Exercise:
Search the listing for the string "IndexMap". Copy every line that has it.

Dataset records Start Marker

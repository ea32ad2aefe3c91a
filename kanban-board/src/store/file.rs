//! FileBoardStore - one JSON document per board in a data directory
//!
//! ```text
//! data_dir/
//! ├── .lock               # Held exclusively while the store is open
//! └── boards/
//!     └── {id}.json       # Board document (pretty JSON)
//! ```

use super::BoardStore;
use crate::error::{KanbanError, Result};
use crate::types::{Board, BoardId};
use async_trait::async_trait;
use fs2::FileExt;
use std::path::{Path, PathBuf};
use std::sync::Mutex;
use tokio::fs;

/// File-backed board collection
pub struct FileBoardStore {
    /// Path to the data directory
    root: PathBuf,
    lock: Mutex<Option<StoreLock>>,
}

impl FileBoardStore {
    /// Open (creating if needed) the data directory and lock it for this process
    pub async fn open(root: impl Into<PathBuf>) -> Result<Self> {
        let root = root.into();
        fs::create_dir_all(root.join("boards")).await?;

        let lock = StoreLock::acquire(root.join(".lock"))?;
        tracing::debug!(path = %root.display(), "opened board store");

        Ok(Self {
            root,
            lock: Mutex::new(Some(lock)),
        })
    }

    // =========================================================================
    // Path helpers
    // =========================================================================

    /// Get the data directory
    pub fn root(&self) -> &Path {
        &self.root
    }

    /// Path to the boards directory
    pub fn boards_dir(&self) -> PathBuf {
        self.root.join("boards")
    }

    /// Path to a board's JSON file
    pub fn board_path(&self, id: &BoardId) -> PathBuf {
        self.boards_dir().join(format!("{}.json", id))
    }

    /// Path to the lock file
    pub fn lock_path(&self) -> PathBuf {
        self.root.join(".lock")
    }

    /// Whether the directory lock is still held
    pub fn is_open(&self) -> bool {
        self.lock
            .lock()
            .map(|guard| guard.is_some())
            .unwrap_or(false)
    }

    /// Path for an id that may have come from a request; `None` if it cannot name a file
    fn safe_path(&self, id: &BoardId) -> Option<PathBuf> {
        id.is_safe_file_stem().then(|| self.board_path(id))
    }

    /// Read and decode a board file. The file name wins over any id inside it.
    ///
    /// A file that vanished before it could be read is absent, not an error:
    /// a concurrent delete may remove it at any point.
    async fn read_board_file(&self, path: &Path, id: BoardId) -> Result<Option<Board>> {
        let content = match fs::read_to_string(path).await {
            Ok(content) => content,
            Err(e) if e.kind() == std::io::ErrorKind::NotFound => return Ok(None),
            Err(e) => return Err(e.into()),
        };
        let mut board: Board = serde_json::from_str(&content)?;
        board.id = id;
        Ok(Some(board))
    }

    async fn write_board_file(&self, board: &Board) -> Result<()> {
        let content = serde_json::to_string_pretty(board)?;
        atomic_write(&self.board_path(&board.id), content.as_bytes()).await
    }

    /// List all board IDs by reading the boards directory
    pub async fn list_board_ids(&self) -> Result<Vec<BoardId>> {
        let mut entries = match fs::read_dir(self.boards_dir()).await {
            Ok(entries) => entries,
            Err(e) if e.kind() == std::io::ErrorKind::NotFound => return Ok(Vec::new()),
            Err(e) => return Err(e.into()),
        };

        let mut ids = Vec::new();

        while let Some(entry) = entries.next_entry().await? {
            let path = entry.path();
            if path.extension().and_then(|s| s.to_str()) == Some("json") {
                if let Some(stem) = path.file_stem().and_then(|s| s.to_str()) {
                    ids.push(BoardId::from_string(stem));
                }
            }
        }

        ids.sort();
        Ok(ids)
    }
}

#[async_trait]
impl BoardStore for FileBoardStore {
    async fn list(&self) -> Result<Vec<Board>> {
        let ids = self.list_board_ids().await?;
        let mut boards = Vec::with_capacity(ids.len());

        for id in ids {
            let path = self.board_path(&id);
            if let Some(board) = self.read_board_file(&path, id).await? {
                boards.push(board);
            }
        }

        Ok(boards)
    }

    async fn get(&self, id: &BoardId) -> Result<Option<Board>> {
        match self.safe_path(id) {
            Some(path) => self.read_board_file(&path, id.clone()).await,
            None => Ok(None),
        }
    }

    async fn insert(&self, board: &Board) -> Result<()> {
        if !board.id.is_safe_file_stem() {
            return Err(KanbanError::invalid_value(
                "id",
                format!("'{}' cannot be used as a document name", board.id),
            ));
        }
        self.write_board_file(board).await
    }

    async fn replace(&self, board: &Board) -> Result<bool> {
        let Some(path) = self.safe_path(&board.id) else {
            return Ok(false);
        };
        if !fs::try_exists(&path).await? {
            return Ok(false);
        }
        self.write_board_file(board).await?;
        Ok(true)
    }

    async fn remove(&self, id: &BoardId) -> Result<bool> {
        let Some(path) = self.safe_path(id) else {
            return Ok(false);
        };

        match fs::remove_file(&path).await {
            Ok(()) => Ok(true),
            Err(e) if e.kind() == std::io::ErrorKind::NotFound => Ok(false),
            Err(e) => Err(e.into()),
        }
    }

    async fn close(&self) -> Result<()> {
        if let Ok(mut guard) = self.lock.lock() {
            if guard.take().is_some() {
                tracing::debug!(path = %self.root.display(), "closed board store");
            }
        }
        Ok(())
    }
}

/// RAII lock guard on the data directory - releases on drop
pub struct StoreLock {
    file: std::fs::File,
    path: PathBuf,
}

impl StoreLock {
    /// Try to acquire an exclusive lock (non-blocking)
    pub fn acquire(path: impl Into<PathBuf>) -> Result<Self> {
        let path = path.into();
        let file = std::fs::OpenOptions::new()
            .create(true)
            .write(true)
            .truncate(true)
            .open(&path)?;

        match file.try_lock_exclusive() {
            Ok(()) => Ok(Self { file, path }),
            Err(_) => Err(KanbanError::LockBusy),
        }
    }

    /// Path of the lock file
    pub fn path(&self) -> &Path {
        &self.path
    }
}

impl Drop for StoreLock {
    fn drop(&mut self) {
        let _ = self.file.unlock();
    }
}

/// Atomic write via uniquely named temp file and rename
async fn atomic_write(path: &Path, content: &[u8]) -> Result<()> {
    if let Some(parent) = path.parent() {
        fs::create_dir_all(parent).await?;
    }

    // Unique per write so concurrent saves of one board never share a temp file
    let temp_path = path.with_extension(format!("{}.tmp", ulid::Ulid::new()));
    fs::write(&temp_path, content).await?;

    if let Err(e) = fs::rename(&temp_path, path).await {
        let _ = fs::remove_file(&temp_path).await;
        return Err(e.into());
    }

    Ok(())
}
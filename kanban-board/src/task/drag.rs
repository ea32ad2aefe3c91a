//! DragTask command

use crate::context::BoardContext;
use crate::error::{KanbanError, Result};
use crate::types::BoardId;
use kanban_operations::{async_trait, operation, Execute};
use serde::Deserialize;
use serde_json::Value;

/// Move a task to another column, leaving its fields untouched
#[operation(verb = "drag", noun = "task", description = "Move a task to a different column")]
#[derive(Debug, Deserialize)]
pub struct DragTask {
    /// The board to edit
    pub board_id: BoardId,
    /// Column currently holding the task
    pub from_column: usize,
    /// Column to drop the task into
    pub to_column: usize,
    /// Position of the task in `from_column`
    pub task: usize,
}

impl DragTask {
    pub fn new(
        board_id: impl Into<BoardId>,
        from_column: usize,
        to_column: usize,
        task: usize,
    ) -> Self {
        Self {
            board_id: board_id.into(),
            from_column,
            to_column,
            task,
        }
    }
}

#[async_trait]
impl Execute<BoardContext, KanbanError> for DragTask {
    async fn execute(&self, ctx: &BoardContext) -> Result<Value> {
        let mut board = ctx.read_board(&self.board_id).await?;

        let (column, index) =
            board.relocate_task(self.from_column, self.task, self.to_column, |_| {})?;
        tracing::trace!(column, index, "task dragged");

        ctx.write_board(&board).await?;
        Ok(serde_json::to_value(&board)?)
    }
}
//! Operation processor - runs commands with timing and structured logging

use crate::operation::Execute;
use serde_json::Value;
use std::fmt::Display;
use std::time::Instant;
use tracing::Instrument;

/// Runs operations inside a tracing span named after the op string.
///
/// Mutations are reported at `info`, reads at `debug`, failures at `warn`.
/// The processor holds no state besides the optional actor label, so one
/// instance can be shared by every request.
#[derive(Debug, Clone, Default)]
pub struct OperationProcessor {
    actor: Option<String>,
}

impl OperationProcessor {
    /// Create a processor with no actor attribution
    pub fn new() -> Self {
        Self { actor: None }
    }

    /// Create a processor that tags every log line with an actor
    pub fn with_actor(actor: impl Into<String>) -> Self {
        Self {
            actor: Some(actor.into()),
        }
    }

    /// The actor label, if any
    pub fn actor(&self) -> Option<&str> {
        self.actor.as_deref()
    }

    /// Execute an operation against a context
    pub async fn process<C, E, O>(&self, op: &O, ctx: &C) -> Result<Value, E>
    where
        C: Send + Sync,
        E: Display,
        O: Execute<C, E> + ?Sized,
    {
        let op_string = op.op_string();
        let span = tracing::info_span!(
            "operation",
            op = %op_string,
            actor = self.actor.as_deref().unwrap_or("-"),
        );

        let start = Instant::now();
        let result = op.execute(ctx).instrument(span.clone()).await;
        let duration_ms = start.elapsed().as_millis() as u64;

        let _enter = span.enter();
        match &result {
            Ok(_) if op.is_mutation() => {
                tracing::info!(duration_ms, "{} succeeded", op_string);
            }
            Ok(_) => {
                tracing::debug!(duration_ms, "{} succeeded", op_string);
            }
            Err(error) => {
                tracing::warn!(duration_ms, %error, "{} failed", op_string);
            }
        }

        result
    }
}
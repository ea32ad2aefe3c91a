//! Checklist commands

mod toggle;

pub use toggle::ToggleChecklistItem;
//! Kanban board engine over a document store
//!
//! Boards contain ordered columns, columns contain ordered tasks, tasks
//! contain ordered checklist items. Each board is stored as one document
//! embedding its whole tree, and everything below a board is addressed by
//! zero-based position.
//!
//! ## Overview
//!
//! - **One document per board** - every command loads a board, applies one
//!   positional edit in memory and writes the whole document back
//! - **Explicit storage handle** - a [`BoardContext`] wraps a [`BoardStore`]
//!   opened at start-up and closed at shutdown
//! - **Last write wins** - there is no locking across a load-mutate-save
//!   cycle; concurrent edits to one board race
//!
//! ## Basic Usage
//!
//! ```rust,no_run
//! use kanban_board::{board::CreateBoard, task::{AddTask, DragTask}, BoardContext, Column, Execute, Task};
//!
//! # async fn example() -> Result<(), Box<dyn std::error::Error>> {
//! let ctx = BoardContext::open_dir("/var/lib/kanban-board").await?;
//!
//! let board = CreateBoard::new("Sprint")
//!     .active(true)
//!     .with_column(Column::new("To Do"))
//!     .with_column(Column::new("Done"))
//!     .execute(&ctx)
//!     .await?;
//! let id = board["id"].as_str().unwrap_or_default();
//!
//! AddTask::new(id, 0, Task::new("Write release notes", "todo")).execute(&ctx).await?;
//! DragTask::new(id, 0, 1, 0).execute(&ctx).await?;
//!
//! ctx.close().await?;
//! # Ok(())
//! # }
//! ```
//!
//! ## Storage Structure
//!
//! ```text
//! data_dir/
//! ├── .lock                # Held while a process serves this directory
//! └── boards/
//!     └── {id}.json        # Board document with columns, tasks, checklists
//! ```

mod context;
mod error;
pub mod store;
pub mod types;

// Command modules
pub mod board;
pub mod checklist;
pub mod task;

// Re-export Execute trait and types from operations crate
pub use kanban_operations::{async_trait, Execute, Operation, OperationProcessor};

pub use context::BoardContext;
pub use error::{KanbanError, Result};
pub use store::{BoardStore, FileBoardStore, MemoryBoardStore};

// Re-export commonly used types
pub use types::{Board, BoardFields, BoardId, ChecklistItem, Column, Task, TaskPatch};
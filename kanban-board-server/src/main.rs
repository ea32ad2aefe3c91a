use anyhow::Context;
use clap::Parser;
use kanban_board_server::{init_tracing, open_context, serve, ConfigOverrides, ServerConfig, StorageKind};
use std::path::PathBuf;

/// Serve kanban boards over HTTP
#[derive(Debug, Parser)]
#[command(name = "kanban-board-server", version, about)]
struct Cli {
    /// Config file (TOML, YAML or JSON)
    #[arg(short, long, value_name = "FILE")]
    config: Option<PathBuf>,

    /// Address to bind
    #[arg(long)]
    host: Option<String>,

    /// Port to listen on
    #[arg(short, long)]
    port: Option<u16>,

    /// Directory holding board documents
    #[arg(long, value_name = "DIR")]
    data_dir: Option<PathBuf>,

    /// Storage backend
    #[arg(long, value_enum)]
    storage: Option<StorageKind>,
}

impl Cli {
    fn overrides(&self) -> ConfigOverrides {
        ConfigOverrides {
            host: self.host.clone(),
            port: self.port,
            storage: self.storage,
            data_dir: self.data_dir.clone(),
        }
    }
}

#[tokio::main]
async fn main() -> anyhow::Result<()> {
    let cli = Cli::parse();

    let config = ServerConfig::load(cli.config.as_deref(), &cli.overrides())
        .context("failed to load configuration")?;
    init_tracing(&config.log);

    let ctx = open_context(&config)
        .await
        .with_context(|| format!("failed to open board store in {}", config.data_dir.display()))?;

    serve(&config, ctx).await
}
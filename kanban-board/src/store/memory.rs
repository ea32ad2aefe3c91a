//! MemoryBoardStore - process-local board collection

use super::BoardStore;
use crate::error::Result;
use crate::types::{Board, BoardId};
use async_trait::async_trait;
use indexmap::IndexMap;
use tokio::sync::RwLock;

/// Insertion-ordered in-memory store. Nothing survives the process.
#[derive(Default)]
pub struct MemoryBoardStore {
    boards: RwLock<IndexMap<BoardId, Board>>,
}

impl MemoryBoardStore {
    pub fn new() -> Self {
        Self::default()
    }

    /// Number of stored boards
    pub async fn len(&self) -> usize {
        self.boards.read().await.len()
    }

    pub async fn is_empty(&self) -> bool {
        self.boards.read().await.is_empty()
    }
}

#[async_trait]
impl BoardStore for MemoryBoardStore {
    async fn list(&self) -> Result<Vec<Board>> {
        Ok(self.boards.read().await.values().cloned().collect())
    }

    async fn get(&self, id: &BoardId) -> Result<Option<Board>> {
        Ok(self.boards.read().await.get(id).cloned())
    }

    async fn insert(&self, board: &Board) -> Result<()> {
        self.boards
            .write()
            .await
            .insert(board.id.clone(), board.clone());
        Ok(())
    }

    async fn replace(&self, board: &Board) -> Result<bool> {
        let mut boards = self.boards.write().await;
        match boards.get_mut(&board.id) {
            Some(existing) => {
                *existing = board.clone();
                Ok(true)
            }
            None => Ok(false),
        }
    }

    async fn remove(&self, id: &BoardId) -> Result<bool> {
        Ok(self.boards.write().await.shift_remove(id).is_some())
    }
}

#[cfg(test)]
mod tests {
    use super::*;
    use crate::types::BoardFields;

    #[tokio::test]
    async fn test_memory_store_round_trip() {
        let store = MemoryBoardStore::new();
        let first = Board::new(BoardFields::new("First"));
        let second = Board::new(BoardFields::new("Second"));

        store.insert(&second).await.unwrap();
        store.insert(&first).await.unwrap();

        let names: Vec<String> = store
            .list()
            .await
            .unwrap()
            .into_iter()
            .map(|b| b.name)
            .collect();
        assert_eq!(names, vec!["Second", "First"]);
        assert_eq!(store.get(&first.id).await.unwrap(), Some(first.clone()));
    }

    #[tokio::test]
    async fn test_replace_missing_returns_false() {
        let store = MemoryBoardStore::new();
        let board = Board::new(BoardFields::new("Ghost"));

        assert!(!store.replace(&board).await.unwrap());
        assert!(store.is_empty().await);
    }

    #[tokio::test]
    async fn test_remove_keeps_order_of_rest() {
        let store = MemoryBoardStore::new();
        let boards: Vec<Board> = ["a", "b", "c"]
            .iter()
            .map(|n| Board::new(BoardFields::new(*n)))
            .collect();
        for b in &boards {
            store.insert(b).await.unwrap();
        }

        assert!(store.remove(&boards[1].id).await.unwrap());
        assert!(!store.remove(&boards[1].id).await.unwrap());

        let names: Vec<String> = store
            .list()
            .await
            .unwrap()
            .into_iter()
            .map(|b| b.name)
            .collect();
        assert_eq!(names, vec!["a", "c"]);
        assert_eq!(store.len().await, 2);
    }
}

Dataset records End Marker

Expected answer:
use indexmap::IndexMap;
    boards: RwLock<IndexMap<BoardId, Board>>,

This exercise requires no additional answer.